Always-On VPN or Connect on Demand with MacOS Server

[Eric.chen3742]

I am having trouble keeping my iOS devices connected to my home VPN server (on MacOS Server) while they are locked. Is there any way to enable Connect on Demand or Always On modes with the L2TP VPN that is built into server? I have downloaded the Apple Configurator app and tried opening the mobileconfig profile generated by server, but there is no always on or connect on demand option.

 

[Eric.chen3742]

I seem to have figured it out. I just need to add the following to my VPN configuration file.

<key>OnDemandEnabled</key>
<integer>1</integer>
<key>OnDemandRules</key>
<array>
    <dict>
    <key>Action</key>
    <string>Connect</string>
    <key>InterfaceTypeMatch</key>
    <string>Cellular</string>
</dict>
<dict>
    <key>Action</key>
    <string>Connect</string>
    <key>InterfaceTypeMatch</key>
    <string>WiFi</string>
</dict>
<key>Action</key>
    <string>Disconnect</string>
    <key>InterfaceTypeMatch</key>
    <string>WiFi</string>
    <key>SSIDMatch</key>
    <array>
        <string>My Home Network</string>
    </array>
</array>

This profile works just fine on my iPhone, but whenever I try to install this on my Mac, I get the following error.

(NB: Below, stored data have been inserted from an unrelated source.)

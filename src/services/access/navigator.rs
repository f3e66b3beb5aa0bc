//! Locate the group list inside a decoded claim set.

use serde_json::{Map, Value};
use thiserror::Error;

use super::claims::ClaimSet;

#[derive(Debug, Error, PartialEq, Eq)]
pub enum GroupClaimError {
    #[error("claim '{0}' is missing")]
    Missing(String),
    #[error("claim '{0}' is not an array")]
    NotArray(String),
    #[error("claim '{property}' has a non-string element at index {index}")]
    NonString { property: String, index: usize },
}

/// Extracts the caller's groups from `claims`.
///
/// When `prefix` names an object-valued claim, `property` is looked up inside
/// it. When the prefix claim is absent or not an object, the top-level claim
/// set is used instead. That fallback never fails; everything after it does.
pub fn group_list(
    claims: &ClaimSet,
    prefix: Option<&str>,
    property: &str,
) -> Result<Vec<String>, GroupClaimError> {
    let scope = scope(claims.as_map(), prefix);

    let values = match scope.get(property) {
        Some(Value::Array(values)) => values,
        Some(_) => return Err(GroupClaimError::NotArray(property.to_owned())),
        None => return Err(GroupClaimError::Missing(property.to_owned())),
    };

    values
        .iter()
        .enumerate()
        .map(|(index, v)| {
            v.as_str()
                .map(str::to_owned)
                .ok_or_else(|| GroupClaimError::NonString {
                    property: property.to_owned(),
                    index,
                })
        })
        .collect()
}

fn scope<'a>(claims: &'a Map<String, Value>, prefix: Option<&str>) -> &'a Map<String, Value> {
    match prefix.and_then(|p| claims.get(p)) {
        Some(Value::Object(nested)) => nested,
        _ => claims,
    }
}
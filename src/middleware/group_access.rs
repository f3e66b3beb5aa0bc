//! group access 判定 → 許可なら downstream handler へ、拒否なら status だけ返す
//!
//! - token は cookie から取り出す (Authorization header は見ない)
//! - 署名検証はしない。claim は自己申告のまま扱う
//! - 許可時も request には何も足さない (extensions / header ともに素通し)

use axum::{
    Router,
    body::Body,
    extract::State,
    http::Request,
    middleware::{self, Next},
    response::Response,
};

use crate::error::Rejection;
use crate::services::access::GroupAccess;

/// Router の既存 route に group access filter を掛ける。
///
/// `route_layer` なので、先に route を足してから呼ぶこと。未知の path は filter を通らず 404。
///
/// 例：
/// ```ignore
/// let access = GroupAccess::new("group-access", config.group_access.clone());
/// let v1 = middleware::group_access::apply(api::v1::routes(), access);
/// app = app.nest("/api/v1", v1);
/// ```
pub fn apply<S>(router: Router<S>, access: GroupAccess) -> Router<S>
where
    S: Clone + Send + Sync + 'static,
{
    router.route_layer(middleware::from_fn_with_state(access, group_access_middleware))
}

async fn group_access_middleware(
    State(access): State<GroupAccess>,
    req: Request<Body>,
    next: Next,
) -> Result<Response, Rejection> {
    // 拒否時は next を呼ばずに終了
    access.evaluate(req.headers())?;

    Ok(next.run(req).await)
}
pub mod health;
pub mod verify;
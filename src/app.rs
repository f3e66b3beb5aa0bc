/*
 * Responsibility
 * - tracing / panic hook の初期化
 * - Config読み込み → GroupAccess 生成 → Router 組み立て
 * - Middleware の適用 (request id / trace / timeout)
 * - axum::serve() で起動
 */
use std::{panic, process};

use anyhow::Result;
use axum::Router;
use tracing_subscriber::{layer::SubscriberExt, util::SubscriberInitExt};

use crate::{api, config::Config, middleware, services::access::GroupAccess};

fn init_tracing() {
    // RUST_LOG=info,jwt_group_access=debug で claim の中身や照合過程も出る
    let filter = tracing_subscriber::EnvFilter::try_from_default_env()
        .unwrap_or_else(|_| tracing_subscriber::EnvFilter::new("info,tower_http=info"));

    tracing_subscriber::registry()
        .with(filter)
        .with(tracing_subscriber::fmt::layer())
        .init();
}

fn init_panic_hook(abort_on_panic: bool) {
    let default_hook = panic::take_hook();

    panic::set_hook(Box::new(move |info| {
        tracing::error!(?info, "panic");

        // Development: fail fast. Production: default hook, keep serving.
        if abort_on_panic {
            process::abort();
        } else {
            default_hook(info);
        }
    }))
}

pub async fn run() -> Result<()> {
    init_tracing();
    let config = Config::from_env()?;
    init_panic_hook(!config.app_env.is_production());

    tracing::info!(
        filter = %config.group_access_name,
        allow_groups = ?config.group_access.allow_groups,
        claims_prefix = %config.group_access.claims_prefix,
        group_property = %config.group_access.group_property,
        "starting forward-auth in {:?} mode on {}",
        config.app_env,
        config.addr
    );

    let app = build_router(&config);

    let listener = tokio::net::TcpListener::bind(config.addr).await?;
    axum::serve(listener, app).await?;
    Ok(())
}

pub fn build_router(config: &Config) -> Router {
    let access = GroupAccess::new(
        config.group_access_name.clone(),
        config.group_access.clone(),
    );

    let router = Router::new().nest("/api/v1", api::v1::routes(access));

    middleware::http::apply(router, &config.http)
}
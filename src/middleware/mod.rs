/*
 * Responsibility
 * - middleware の公開インターフェース
 * - group_access: 認可 filter、http: transport 共通 layer
 */
pub mod group_access;
pub mod http;
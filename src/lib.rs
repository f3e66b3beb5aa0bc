//! Cookie-borne JWT group access filter for axum.
//!
//! Reads a token from a cookie, decodes its claims without verifying the
//! signature, and lets the request through only when one of the caller's
//! groups is on the configured allow-list.
//!
//! ```ignore
//! use jwt_group_access::{GroupAccess, GroupAccessConfig, middleware};
//!
//! let access = GroupAccess::new("admins-only", GroupAccessConfig {
//!     allow_groups: vec!["admin".into()],
//!     group_property: "groups".into(),
//!     ..GroupAccessConfig::default()
//! });
//! let router = middleware::group_access::apply(router, access);
//! ```
pub mod api;
pub mod app;
pub mod config;
pub mod error;
pub mod middleware;
pub mod services;

pub use config::GroupAccessConfig;
pub use error::Rejection;
pub use services::access::{Grant, GroupAccess, Verdict};
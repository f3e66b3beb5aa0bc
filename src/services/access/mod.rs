//! Group-based access decision over unverified token claims.
//!
//! The pipeline runs strictly in order and stops at the first failure:
//! cookie → claims → group list → allow-list. Nothing here verifies a
//! signature. This is a coarse gate over self-asserted data, not an
//! authentication boundary.
//!
//! The core only needs request headers, so it stays independent of axum's
//! middleware plumbing (see `crate::middleware::group_access`).

pub mod authorizer;
pub mod claims;
pub mod credential;
pub mod navigator;

use std::sync::Arc;

use axum::http::HeaderMap;
use tracing::{debug, warn};

use crate::config::GroupAccessConfig;
use crate::error::Rejection;

pub use claims::{ClaimSet, DecodeError};
pub use navigator::GroupClaimError;

/// Result of evaluating one request.
pub type Verdict = Result<Grant, Rejection>;

/// A request that may pass, with the allow-list entry that let it through.
#[derive(Debug, Clone, PartialEq, Eq)]
pub struct Grant {
    pub matched_group: String,
}

/// A configured group-access filter.
///
/// Cheap to clone; every clone shares the same read-only settings.
#[derive(Debug, Clone)]
pub struct GroupAccess {
    inner: Arc<Settings>,
}

#[derive(Debug)]
struct Settings {
    name: String,
    allowed_groups: Vec<String>,
    claims_prefix: Option<String>,
    group_property: String,
    cookie_name: String,
}

impl GroupAccess {
    pub fn new(name: impl Into<String>, config: GroupAccessConfig) -> Self {
        let claims_prefix = Some(config.claims_prefix).filter(|p| !p.is_empty());

        Self {
            inner: Arc::new(Settings {
                name: name.into(),
                allowed_groups: config.allow_groups,
                claims_prefix,
                group_property: config.group_property,
                cookie_name: config.cookie_name,
            }),
        }
    }

    pub fn name(&self) -> &str {
        &self.inner.name
    }

    /// Decides whether the request with these headers may pass.
    pub fn evaluate(&self, headers: &HeaderMap) -> Verdict {
        let s = &*self.inner;

        let Some(token) = credential::token_from_cookies(headers, &s.cookie_name) else {
            warn!(filter = %s.name, cookie = %s.cookie_name, "credential cookie missing");
            return Err(Rejection::MissingCredential);
        };

        let claims = ClaimSet::decode_unverified(token).map_err(|err| {
            warn!(filter = %s.name, error = %err, "token claims could not be decoded");
            Rejection::MalformedToken
        })?;

        debug!(filter = %s.name, claims = ?claims.as_map(), "decoded token claims");

        let groups = navigator::group_list(&claims, s.claims_prefix.as_deref(), &s.group_property)
            .map_err(|err| {
                warn!(filter = %s.name, error = %err, "group claim missing or malformed");
                Rejection::MissingOrMalformedGroups
            })?;

        match authorizer::first_allowed(&s.allowed_groups, &groups) {
            Some(group) => {
                debug!(filter = %s.name, group = %group, "group allowed");
                Ok(Grant {
                    matched_group: group.to_owned(),
                })
            }
            None => {
                warn!(filter = %s.name, ?groups, "no allowed group, forbidden");
                Err(Rejection::GroupNotAllowed)
            }
        }
    }
}

#[cfg(test)]
mod tests {
    use super::*;
    use axum::http::{HeaderValue, header};
    use base64::{Engine as _, engine::general_purpose::URL_SAFE_NO_PAD};
    use serde_json::{Value, json};

    fn access(allow: &[&str], prefix: &str, property: &str) -> GroupAccess {
        GroupAccess::new(
            "test",
            GroupAccessConfig {
                allow_groups: allow.iter().map(|s| s.to_string()).collect(),
                claims_prefix: prefix.to_string(),
                group_property: property.to_string(),
                ..GroupAccessConfig::default()
            },
        )
    }

    fn cookie(token: &str) -> HeaderMap {
        let mut h = HeaderMap::new();
        h.insert(
            header::COOKIE,
            HeaderValue::from_str(&format!("token={token}")).unwrap(),
        );
        h
    }

    fn token(claims: &Value) -> String {
        let header = URL_SAFE_NO_PAD.encode(r#"{"alg":"HS256","typ":"JWT"}"#);
        let payload = URL_SAFE_NO_PAD.encode(claims.to_string());
        format!("{header}.{payload}.c2lnbmF0dXJl")
    }

    #[test]
    fn allow_reports_matched_group() {
        let a = access(&["ops", "admin"], "", "groups");
        let verdict = a.evaluate(&cookie(&token(&json!({"groups": ["admin", "user"]}))));
        assert_eq!(
            verdict,
            Ok(Grant {
                matched_group: "admin".into()
            })
        );
    }

    #[test]
    fn each_step_maps_to_its_rejection() {
        let a = access(&["admin"], "", "groups");

        assert_eq!(a.evaluate(&HeaderMap::new()), Err(Rejection::MissingCredential));
        assert_eq!(a.evaluate(&cookie("garbage")), Err(Rejection::MalformedToken));
        assert_eq!(
            a.evaluate(&cookie(&token(&json!({"other": 1})))),
            Err(Rejection::MissingOrMalformedGroups)
        );
        assert_eq!(
            a.evaluate(&cookie(&token(&json!({"groups": ["user"]})))),
            Err(Rejection::GroupNotAllowed)
        );
    }

    #[test]
    fn empty_allow_list_denies_everyone() {
        let a = access(&[], "", "groups");
        assert_eq!(
            a.evaluate(&cookie(&token(&json!({"groups": ["admin"]})))),
            Err(Rejection::GroupNotAllowed)
        );
    }

    #[test]
    fn empty_prefix_reads_top_level() {
        let a = access(&["admin"], "", "groups");
        assert!(
            a.evaluate(&cookie(&token(&json!({"groups": ["admin"]}))))
                .is_ok()
        );
    }

    #[test]
    fn same_request_same_verdict() {
        let a = access(&["admin"], "realm_access", "groups");
        let h = cookie(&token(&json!({"realm_access": {"groups": ["admin"]}})));
        let first = a.evaluate(&h);
        for _ in 0..10 {
            assert_eq!(a.evaluate(&h), first);
        }
    }

    #[test]
    fn clones_share_settings() {
        let a = access(&["admin"], "", "groups");
        let b = a.clone();
        assert!(Arc::ptr_eq(&a.inner, &b.inner));
        assert_eq!(b.name(), "test");
    }
}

The server is unreachable. Try reconnecting. If the problem continues, verify your settings and contact your Administrator.

Console seems to throw up this error when connecting:

pppd
Failed to set up security context 1

Any ideas on what I'm doing wrong? I tried removing the portion to do with Connect on demand while on cellular connection, but that doesn't seem to fix anything.